GEOFF MACKAY, PRESIDENT & CEO,

AVROBIO

"Our ex vivo lentiviral gene therapies are designed to drive durable production of the functional protein throughout the patient’s body, thereby potentially addressing symptoms from ‘head to toe.’”

What are the indications that we are entering into a golden age for gene therapy and what hurdles must the industry overcome to become mainstream?

While there have been just a handful of gene therapies approved, I believe that we’re entering a new era for this important modality. Within a decade or so, I believe that we have the potential to transform the lives of many people living with serious genetic disorders. We hope to untether them from a lifetime of chronic treatments and deliver a functional cure with a single dose of a gene therapy.

One key challenge is matching genetic diseases with the right delivery system. There are two primary ways to deliver therapeutic genes – AAV vectors, which are typically used to insert the therapeutic gene into patients’ cells “in vivo” or inside their bodies, and lentiviral vectors, which are typically used to integrate the therapeutic gene into the patients’ chromosomes “ex vivo,” or outside their bodies.

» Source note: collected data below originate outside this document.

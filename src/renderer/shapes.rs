//! Shape generation for placeholder visuals

use glam::Vec2;
use std::f32::consts::PI;

use super::placeholders::{Placeholder, PlaceholderScene};
use super::vertex::{Vertex, colors};
use crate::scene::EntityKind;

/// Segments used for ball circles
const CIRCLE_SEGMENTS: u32 = 24;

/// Axis-aligned filled rectangle centered on `center`
pub fn rect(center: Vec2, size: Vec2, color: [f32; 4]) -> Vec<Vertex> {
    let half = size * 0.5;
    let min = center - half;
    let max = center + half;

    vec![
        Vertex::new(min.x, min.y, color),
        Vertex::new(max.x, min.y, color),
        Vertex::new(min.x, max.y, color),
        Vertex::new(min.x, max.y, color),
        Vertex::new(max.x, min.y, color),
        Vertex::new(max.x, max.y, color),
    ]
}

/// Filled circle as a triangle fan
pub fn circle(center: Vec2, radius: f32, color: [f32; 4], segments: u32) -> Vec<Vertex> {
    let mut vertices = Vec::with_capacity((segments * 3) as usize);

    for i in 0..segments {
        let theta1 = (i as f32 / segments as f32) * 2.0 * PI;
        let theta2 = ((i + 1) as f32 / segments as f32) * 2.0 * PI;

        vertices.push(Vertex::new(center.x, center.y, color));
        vertices.push(Vertex::new(
            center.x + radius * theta1.cos(),
            center.y + radius * theta1.sin(),
            color,
        ));
        vertices.push(Vertex::new(
            center.x + radius * theta2.cos(),
            center.y + radius * theta2.sin(),
            color,
        ));
    }

    vertices
}

/// Vertices for one placeholder. Balls are circles, everything else a rectangle.
pub fn placeholder(visual: &Placeholder) -> Vec<Vertex> {
    let color = colors::for_kind(visual.kind);
    match visual.kind {
        EntityKind::Ball => circle(
            visual.pos,
            visual.size.min_element() * 0.5,
            color,
            CIRCLE_SEGMENTS,
        ),
        EntityKind::Paddle | EntityKind::Brick => rect(visual.pos, visual.size, color),
    }
}

/// Vertices for a whole scene. Bricks first, then paddle, then ball on top.
pub fn scene_vertices(scene: &PlaceholderScene) -> Vec<Vertex> {
    let mut vertices = Vec::new();
    for kind in [EntityKind::Brick, EntityKind::Paddle, EntityKind::Ball] {
        for visual in scene.iter().filter(|v| v.kind == kind) {
            vertices.extend(placeholder(visual));
        }
    }
    vertices
}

AAV vectors are well-suited for diseases that affect one compartment or cell type in the body, but they are not as effective as lentiviral vectors for diseases that affect the whole body. We work exclusively with ex vivo lentiviral gene therapies for lysosomal disorders, which are designed to have a unique ability to deliver therapeutic protein from head to toe – potentially including the brain and the spinal cord as well as peripheral tissues.

Another important challenge for gene therapies is that of scale. It’s not easy to manufacture cell and gene therapies, and it’s even tougher to manufacture them at commercial scale. So, it’s critical that companies develop sound processes, secure their supply chains and build manufacturing systems that will enable them to reach a broad market once they have secured regulatory approval.

How does AVROBIO’s plato platform help with scalability?

plato® is our proprietary platform designed to optimize the safety, potency and durability of our gene therapies while potentially enabling rapid scale-up and commercialization. Each of our product candidates uses a four-plasmid vector system. Three of the four plasmids used in every vector are the same; one plasmid is unique to the disease indication. The beauty of plato is that as you move from one indication to another, you simply change out one plasmid.

Another key to plato is automated manufacturing of the drug product itself.

What effect do lysosomal disorders have on patients and how is AVROBIO attempting to redefine the current standard of care?

Lysosomal disorders are caused by a mutation in a single gene responsible for making a specific enzyme or protein needed for proper functioning of the lysosome, important structures within cells that recycle cellular materials. When lysosomes don’t function properly, toxic materials build up and cause debilitating symptoms throughout the body, typically including the heart, kidney, liver and/or bones. About half of lysosomal disorders also affect the central nervous system. Lysosomal disorders are chronic and progressive, with symptoms worsening over time and the potential for a significantly shortened life span.

The standard of care for many lysosomal disorders is enzyme replacement therapy (ERT), which replaces the enzyme needed for healthy cellular function, but it does not halt the overall progression of disease and it cannot address symptoms in the central nervous system.

AVROBIO is dedicated to transforming the standard of care for lysosomal disorders by tackling the root cause of these genetic diseases. Our ex vivo lentiviral gene therapies are designed to drive durable production of the functional protein throughout the patient’s body, thereby potentially addressing symptoms from “head to toe.” We start with the patient’s own hematopoietic stem cells, use a lentiviral vector to transduce them in the lab to insert a therapeutic gene, and then re-infuse them into the patient, where they can engraft in the bone marrow. Following engraftment, these cells are expected to produce generations of daughter cells, each carrying a copy or several copies of the therapeutic gene. The patient should have trillions of genetically corrected cells in circulation, each expressing the therapeutic enzyme needed to keep the lysosomes functioning properly. Through this approach, we hope to bathe all tissues and cells in the necessary enzyme 24/7.

Importantly, our lentiviral approach is designed to enable treated cells to cross the blood-brain barrier and engraft in the brain and central nervous system. This head-to-toe reach – which is unique to ex vivo lentiviral gene therapy – allows our therapies to potentially address the cognitive symptoms that are so important with many lysosomal disorders, as well as to prevent organ failure and other systemic complications.